1. Hoaglund, F. T., & Low, W. D. (1980). Anatomy of the femoral neck and head, with comparative data from Caucasians and Hong Kong Chinese. Clinical orthopaedics and related research, (152), 10-16.

  • In this study, measurements were made of caucasian and Chinese cadavers. The femoral neck anteversion angle for all specimens was a mean of 8°. In measurements that we made of femora from cadavers of Caucasians cadaver specimens exhibited an average anteversion angle of 7.0° in males (range: -2° - 35°) and 10.0° in females (range: -2° - 25°). Using similar techniques on cadavers of Hong Kong Chinese, we found that the average in males was 14.0° (range: -4° - 36°) and 16.0° in females (range: 7° - 28°).

2. .Eckhoff, D. G., Kramer, R. C., Watkins, J. J., Alongi, C. A., & Van Gerven, D. P. (1994). Variation in femoral anteversion. Clinical Anatomy: The Official Journal of the American Association of Clinical Anatomists and the British Association of Clinical Anatomists, 7(2), 72-75.

  • This study intended to investigate variations in femoral anteversion in an adult African skeletal population. This study demonstrated greater average anteversion (19°) and a significant right‐left variation (21° vs. 17°) when compared to previously reported Caucasian and Asian populations (average anteversion 9°).

3. Toogood, P. A., Skalak, A., & Cooperman, D. R. (2009). Proximal femoral anatomy in the normal human population. Clinical orthopaedics and related research, 467(4), 876-885.

  • This study investigated 200 adult skeletons (20th century, unclaimed dead from Cleveland city morguethis collection). To develop a representative set for the normal human population, samples were diversified based on race, age, and gender, and anatomically abnormalities and skeletons younger than 18 at the time of death were excluded. Specimens were digitally photographed in standardized positions, and measurements were obtained using ImageJ software. Mean anteversion was was 9.73° (± 9.28°) with a range −14.63°–35.90°. Additionally, this study noted correlations between angles that demonstrate compensation during development. For example, "...as either neck version or angle of inclination increased, translation in the same direction (anterior for neck version, superior for angle of inclination) at the head-neck junction tended to decrease."

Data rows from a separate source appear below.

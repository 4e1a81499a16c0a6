//! Notice type definitions for dispatcher monitoring.

use serde::{Deserialize, Serialize};
use uuid::Uuid;

/// Everything a running dispatcher reports
#[derive(Debug, Clone, Serialize, Deserialize)]
pub enum DispatchNotice {
    /// The poller, workers and writer are running
    Started { workers: usize },
    /// A batch was claimed from the store
    Claimed { count: usize },
    /// Claiming failed; the poller retries on the next tick
    ClaimFailed { message: String },
    /// An event reached a terminal state
    Completed {
        event_id: Uuid,
        name: String,
        outcome: Outcome,
    },
    /// The terminal write for an event failed after all retries
    WriteBackFailed { event_id: Uuid, message: String },
    /// Cancellation observed, queues are draining
    Draining,
    /// Every queued event has been written back
    Stopped { summary: DispatchSummary },
}

/// How an event was resolved
#[derive(Debug, Clone, PartialEq, Eq, Serialize, Deserialize)]
pub enum Outcome {
    Done,
    Failed { error: String },
}

/// Totals for one dispatcher run
#[derive(Debug, Clone, Default, PartialEq, Eq, Serialize, Deserialize)]
pub struct DispatchSummary {
    /// Events claimed from the store
    pub claimed: usize,
    /// Events marked done
    pub done: usize,
    /// Events marked failed
    pub failed: usize,
    /// Poll ticks whose claim failed
    pub claim_errors: usize,
    /// Events whose terminal write could not be stored
    pub write_failures: usize,
    /// Duration in milliseconds
    pub duration_ms: u64,
}

impl DispatchSummary {
    /// Events that reached a terminal write
    pub fn completed(&self) -> usize {
        self.done + self.failed
    }
}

Normal Hips in Living Subjects

4. Philippon, M. J., Ho, C. P., Briggs, K. K., Stull, J., & LaPrade, R. F. (2013). Prevalence of increased alpha angles as a measure of cam-type femoroacetabular impingement in youth ice hockey players. The American journal of sports medicine41(6), 1357-1362.

  • A total of 61 asymptomatic youth ice hockey players (aged 10-18 years) and 27 youth skiers (controls) (aged 10-18 years) underwent a clinical hip examination including hip angle measured by magnetic resonance imaging. The mean femoral anteversion of hockey players was 4.8° (± 10.0°), and skiers 4.5° (±8.8).

5. Sengodan, V. C., Sinmayanantham, E., & Kumar, J. S. (2017). Anthropometric analysis of the hip joint in South Indian population using computed tomography. Indian journal of orthopaedics51, 155-161.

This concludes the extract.